Claro que é preciso distinguir entre direitos e privilégios. O problema, na verdade, está em confundir os direitos com privilégios e os privilégios com direitos.

Os verdadeiros privilégios são de poucos e, porque de poucos, tendem à intangibilidade, como se fossem direitos adquiridos para sempre. Estão rodeados de secretismo, eriçados de muros de silêncio e bem escondidos das vistas alheias no meio de um denso arvoredo. Quem tente esquadrinhá-los, frequentemente é recambiado como intruso. O último número da revista Visão dá uma ideia dessa dificuldade.

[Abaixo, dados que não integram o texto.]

use poem::http::StatusCode;
use poem_openapi::{Object, payload::Json};

use business::domain::shopping_item::errors::FieldViolation;

#[derive(Object, Debug)]
pub struct ErrorResponse {
    pub name: String,
    /// Code-style identifier, e.g. `shopping_item.validation_failed`
    pub message: String,
    /// Field-level detail for validation failures
    #[oai(skip_serializing_if_is_empty)]
    pub details: Vec<FieldErrorResponse>,
}

#[derive(Object, Debug, Clone)]
pub struct FieldErrorResponse {
    pub field: String,
    pub code: String,
}

impl From<&FieldViolation> for FieldErrorResponse {
    fn from(violation: &FieldViolation) -> Self {
        Self {
            field: violation.field.to_string(),
            code: violation.code.to_string(),
        }
    }
}

impl ErrorResponse {
    pub fn new(name: &str, message: &str) -> Self {
        Self {
            name: name.to_string(),
            message: message.to_string(),
            details: Vec::new(),
        }
    }

    pub fn with_details(mut self, details: Vec<FieldErrorResponse>) -> Self {
        self.details = details;
        self
    }
}

pub trait IntoErrorResponse {
    fn into_error_response(self) -> (StatusCode, Json<ErrorResponse>);
}
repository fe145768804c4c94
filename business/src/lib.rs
pub mod application {
    pub mod shopping_item {
        pub mod create;
        pub mod delete;
        pub mod get_all;
        pub mod get_by_id;
    }

    #[cfg(test)]
    pub(crate) mod test_support;
}

pub mod domain {
    pub mod errors;
    pub mod logger;
    pub mod shopping_item {
        pub mod errors;
        pub mod model;
        pub mod service;
        pub mod use_cases {
            pub mod create;
            pub mod delete;
            pub mod get_all;
            pub mod get_by_id;
        }
    }
}
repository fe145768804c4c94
pub mod app_config;
pub mod cors_config;
pub mod server_config;
pub mod store_config;
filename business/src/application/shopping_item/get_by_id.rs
use std::sync::Arc;

use async_trait::async_trait;

use crate::domain::logger::Logger;
use crate::domain::shopping_item::errors::ShoppingItemError;
use crate::domain::shopping_item::model::ShoppingItem;
use crate::domain::shopping_item::service::ShoppingCartService;
use crate::domain::shopping_item::use_cases::get_by_id::{
    GetShoppingItemByIdParams, GetShoppingItemByIdUseCase,
};

pub struct GetShoppingItemByIdUseCaseImpl {
    pub service: Arc<dyn ShoppingCartService>,
    pub logger: Arc<dyn Logger>,
}

#[async_trait]
impl GetShoppingItemByIdUseCase for GetShoppingItemByIdUseCaseImpl {
    async fn execute(
        &self,
        params: GetShoppingItemByIdParams,
    ) -> Result<ShoppingItem, ShoppingItemError> {
        self.logger
            .info(&format!("Fetching shopping item by id: {}", params.id));

        match self.service.get_item_by_id(params.id).await? {
            Some(item) => Ok(item),
            None => {
                self.logger
                    .debug(&format!("Shopping item {} not found", params.id));
                Err(ShoppingItemError::NotFound)
            }
        }
    }
}
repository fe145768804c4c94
pub mod shopping_item {
    pub mod fixture;
    pub mod in_memory;
}
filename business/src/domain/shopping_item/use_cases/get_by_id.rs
use async_trait::async_trait;
use uuid::Uuid;

use crate::domain::shopping_item::errors::ShoppingItemError;
use crate::domain::shopping_item::model::ShoppingItem;

pub struct GetShoppingItemByIdParams {
    pub id: Uuid,
}

#[async_trait]
pub trait GetShoppingItemByIdUseCase: Send + Sync {
    async fn execute(
        &self,
        params: GetShoppingItemByIdParams,
    ) -> Result<ShoppingItem, ShoppingItemError>;
}
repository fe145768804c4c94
pub mod dto;
pub mod error_mapper;
pub mod routes;
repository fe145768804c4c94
use std::env;

const DEFAULT_IP: &str = "127.0.0.1";
const DEFAULT_PORT: u16 = 8080;

/// Server configuration for HTTP listener
#[derive(Debug, Clone, PartialEq, Eq)]
pub struct ServerConfig {
    pub ip: String,
    pub port: u16,
}

impl ServerConfig {
    /// Load server configuration from environment variables
    ///
    /// Environment variables:
    /// - SERVICE_IP: IP address to bind (default: "127.0.0.1")
    /// - SERVICE_PORT: Port to bind (default: 8080)
    pub fn from_env() -> Self {
        Self::from_values(env::var("SERVICE_IP").ok(), env::var("SERVICE_PORT").ok())
    }

    fn from_values(ip: Option<String>, port: Option<String>) -> Self {
        let ip = ip
            .filter(|ip| !ip.trim().is_empty())
            .unwrap_or_else(|| DEFAULT_IP.to_string());
        let port = match port.as_deref().map(str::trim) {
            None | Some("") => DEFAULT_PORT,
            Some(raw) => raw.parse().unwrap_or_else(|_| {
                tracing::warn!(
                    "SERVICE_PORT={} is not a valid port, using {}",
                    raw,
                    DEFAULT_PORT
                );
                DEFAULT_PORT
            }),
        };

        Self { ip, port }
    }

    /// Get the bind address as "ip:port"
    pub fn bind_address(&self) -> String {
        format!("{}:{}", self.ip, self.port)
    }
}
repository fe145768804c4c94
use super::{cors_config, server_config::ServerConfig, store_config::StoreConfig};
use poem::middleware::Cors;

pub struct AppConfig {
    pub server: ServerConfig,
    pub store: StoreConfig,
    pub cors: Cors,
}

impl AppConfig {
    pub fn from_env() -> Self {
        Self {
            server: ServerConfig::from_env(),
            store: StoreConfig::from_env(),
            cors: cors_config::init_cors(),
        }
    }
}
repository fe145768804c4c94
use rust_decimal::Decimal;
use uuid::{Uuid, uuid};

use business::domain::shopping_item::model::ShoppingItem;

pub const ORANGE_JUICE_ID: Uuid = uuid!("ab2bd817-98cd-4cf3-a80a-53ea0cd9c200");
pub const DAIRY_MILK_ID: Uuid = uuid!("815accac-fd5b-478a-a9d6-f171a2f6ae7f");
pub const FROZEN_PIZZA_ID: Uuid = uuid!("33704c4a-5b87-464c-bfb6-51971b4d18ad");
pub const SWEET_CHEESE_ID: Uuid = uuid!("fd02d3b9-5e60-4d8a-8c30-1e4e7f54f3c5");

/// Seed contents for a fresh cart.
pub fn sample_items() -> Vec<ShoppingItem> {
    vec![
        item(ORANGE_JUICE_ID, "Orange Juice", "Orange Tree", 500),
        item(DAIRY_MILK_ID, "Dairy Milk", "Cow", 400),
        item(FROZEN_PIZZA_ID, "Frozen Pizza", "Uncle Mickey", 1200),
        item(SWEET_CHEESE_ID, "Sweet Cheese", "Cheese Factory", 750),
    ]
}

fn item(id: Uuid, name: &str, manufacturer: &str, cents: i64) -> ShoppingItem {
    ShoppingItem::from_repository(
        id,
        name.to_string(),
        Some(manufacturer.to_string()),
        Decimal::new(cents, 2),
    )
}
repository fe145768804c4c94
pub mod dependency_injection;
pub mod server;
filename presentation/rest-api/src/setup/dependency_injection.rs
use std::sync::Arc;

use logger::TracingLogger;
use persistence::shopping_item::in_memory::InMemoryShoppingCartService;

use business::application::shopping_item::create::CreateShoppingItemUseCaseImpl;
use business::application::shopping_item::delete::DeleteShoppingItemUseCaseImpl;
use business::application::shopping_item::get_all::GetAllShoppingItemsUseCaseImpl;
use business::application::shopping_item::get_by_id::GetShoppingItemByIdUseCaseImpl;
use business::domain::logger::Logger;
use business::domain::shopping_item::service::ShoppingCartService;

use crate::api::health::routes::HealthApi;
use crate::api::shopping_cart::routes::ShoppingCartApi;
use crate::config::store_config::StoreConfig;

pub struct DependencyContainer {
    pub health_api: HealthApi,
    pub shopping_cart_api: ShoppingCartApi,
}

impl DependencyContainer {
    /// Builds a fresh in-memory cart, seeded according to `store`.
    pub fn new(store: &StoreConfig) -> Self {
        let service = if store.seed_sample_items {
            InMemoryShoppingCartService::with_sample_items()
        } else {
            InMemoryShoppingCartService::new()
        };

        Self::with_service(Arc::new(service))
    }

    /// Wires every use case over the given cart store.
    pub fn with_service(service: Arc<dyn ShoppingCartService>) -> Self {
        let logger: Arc<dyn Logger> = Arc::new(TracingLogger);

        let get_all_use_case = Arc::new(GetAllShoppingItemsUseCaseImpl {
            service: service.clone(),
            logger: logger.clone(),
        });
        let get_by_id_use_case = Arc::new(GetShoppingItemByIdUseCaseImpl {
            service: service.clone(),
            logger: logger.clone(),
        });
        let create_use_case = Arc::new(CreateShoppingItemUseCaseImpl {
            service: service.clone(),
            logger: logger.clone(),
        });
        let delete_use_case = Arc::new(DeleteShoppingItemUseCaseImpl { service, logger });

        let shopping_cart_api = ShoppingCartApi::new(
            get_all_use_case,
            get_by_id_use_case,
            create_use_case,
            delete_use_case,
        );

        Self {
            health_api: HealthApi,
            shopping_cart_api,
        }
    }
}
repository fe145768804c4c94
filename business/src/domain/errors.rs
/// Repository errors for domain layer.
/// Use code-style identifiers for all error variants for i18n compatibility.
#[derive(Debug, thiserror::Error)]
pub enum RepositoryError {
    #[error("repository.duplicated")]
    Duplicated,
    #[error("repository.persistence")]
    Persistence,
}

#[cfg(test)]
mod tests {
    use super::*;

    #[test]
    fn should_render_code_style_messages() {
        assert_eq!(
            RepositoryError::Duplicated.to_string(),
            "repository.duplicated"
        );
        assert_eq!(
            RepositoryError::Persistence.to_string(),
            "repository.persistence"
        );
    }
}
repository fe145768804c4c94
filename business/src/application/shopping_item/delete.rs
use std::sync::Arc;

use async_trait::async_trait;

use crate::domain::logger::Logger;
use crate::domain::shopping_item::errors::ShoppingItemError;
use crate::domain::shopping_item::service::ShoppingCartService;
use crate::domain::shopping_item::use_cases::delete::{
    DeleteShoppingItemParams, DeleteShoppingItemUseCase,
};

pub struct DeleteShoppingItemUseCaseImpl {
    pub service: Arc<dyn ShoppingCartService>,
    pub logger: Arc<dyn Logger>,
}

#[async_trait]
impl DeleteShoppingItemUseCase for DeleteShoppingItemUseCaseImpl {
    async fn execute(&self, params: DeleteShoppingItemParams) -> Result<(), ShoppingItemError> {
        self.logger
            .info(&format!("Deleting shopping item: {}", params.id));

        if !self.service.remove_item(params.id).await? {
            self.logger.warn(&format!(
                "Shopping item {} not found, nothing deleted",
                params.id
            ));
            return Err(ShoppingItemError::NotFound);
        }

        self.logger
            .info(&format!("Shopping item deleted: {}", params.id));
        Ok(())
    }
}

#[cfg(test)]
mod tests {
    use super::*;
    use crate::application::test_support::mock_logger;
    use crate::domain::errors::RepositoryError;
    use crate::domain::shopping_item::service::MockShoppingCartService;
    use uuid::Uuid;

    #[tokio::test]
    async fn should_delete_existing_shopping_item() {
        let item_id = Uuid::new_v4();
        let mut mock_service = MockShoppingCartService::new();
        mock_service
            .expect_remove_item()
            .withf(move |id| *id == item_id)
            .times(1)
            .returning(|_| Ok(true));

        let use_case = DeleteShoppingItemUseCaseImpl {
            service: Arc::new(mock_service),
            logger: mock_logger(),
        };

        let result = use_case
            .execute(DeleteShoppingItemParams { id: item_id })
            .await;

        assert!(result.is_ok());
    }

    #[tokio::test]
    async fn should_return_not_found_when_deleting_nonexistent() {
        let mut mock_service = MockShoppingCartService::new();
        mock_service.expect_remove_item().returning(|_| Ok(false));

        let use_case = DeleteShoppingItemUseCaseImpl {
            service: Arc::new(mock_service),
            logger: mock_logger(),
        };

        let result = use_case
            .execute(DeleteShoppingItemParams { id: Uuid::new_v4() })
            .await;

        assert!(result.is_err());
        assert!(matches!(result.unwrap_err(), ShoppingItemError::NotFound));
    }

    #[tokio::test]
    async fn should_surface_store_failure_as_repository_error() {
        let mut mock_service = MockShoppingCartService::new();
        mock_service
            .expect_remove_item()
            .returning(|_| Err(RepositoryError::Persistence));

        let use_case = DeleteShoppingItemUseCaseImpl {
            service: Arc::new(mock_service),
            logger: mock_logger(),
        };

        let result = use_case
            .execute(DeleteShoppingItemParams { id: Uuid::new_v4() })
            .await;

        assert!(matches!(
            result.unwrap_err(),
            ShoppingItemError::Repository(_)
        ));
    }
}
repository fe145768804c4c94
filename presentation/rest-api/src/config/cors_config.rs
use poem::middleware::Cors;
use std::env;

const DEFAULT_ORIGINS: &str = "http://localhost:5173,http://localhost:8080";

/// Initialize CORS middleware for cross-origin requests
///
/// Environment variables:
/// - CORS_ALLOWED_ORIGINS: Comma-separated list of allowed origins
///   (default: "http://localhost:5173,http://localhost:8080")
///
/// Only the verbs the cart exposes are allowed: GET, POST, DELETE, OPTIONS.
pub fn init_cors() -> Cors {
    let allowed_origins =
        env::var("CORS_ALLOWED_ORIGINS").unwrap_or_else(|_| DEFAULT_ORIGINS.to_string());

    Cors::new()
        .allow_origins(parse_origins(&allowed_origins))
        .allow_methods(vec!["GET", "POST", "DELETE", "OPTIONS"])
        .allow_headers(vec!["content-type"])
        .expose_headers(vec!["location"])
}

fn parse_origins(raw: &str) -> Vec<String> {
    raw.split(',')
        .map(str::trim)
        .filter(|origin| !origin.is_empty())
        .map(str::to_string)
        .collect()
}

#[cfg(test)]
mod tests {
    use super::*;

    #[test]
    fn should_split_default_origins() {
        assert_eq!(
            parse_origins(DEFAULT_ORIGINS),
            vec!["http://localhost:5173", "http://localhost:8080"]
        );
    }

    #[test]
    fn should_trim_and_skip_empty_origins() {
        assert_eq!(
            parse_origins(" https://shop.example.com , ,https://admin.example.com,"),
            vec!["https://shop.example.com", "https://admin.example.com"]
        );
    }
}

A situação contrária é a mais comum e a que tem actualmente mais encarniçados denunciadores. Diz respeito aos melhores salários dos funcionários públicos, em relação aos trabalhadores do sector privado; ao seu melhor sistema de saúde; ao seu beneficiado regime de reforma.

Por uma questão de simplificação, refiro-me ao sistema no seu todo, e não aos regimes especiais, que também os há. São os direitos adquiridos neste âmbito (e falo aqui de direitos em sentido genérico) que são taxados de privilégios. À conta deles, atiram-se os trabalhadores do sector privado contra os funcionários públicos, porque estes, afinal, como se tem descoberto, são os grandes privilegiados deste país.

Há até quem não hesite em considerar esses direitos como as «famosas conquistas revolucionárias». E quem tome a estabilidade no emprego da função pública como um privilégio.

Qualquer dia, todos os direitos adquiridos pelos trabalhadores em geral serão considerados privilégios. Basta compará-los com os imigrantes, que fazem tudo muito mais barato e com muito menos (ou mesmo nulos) direitos adquiridos.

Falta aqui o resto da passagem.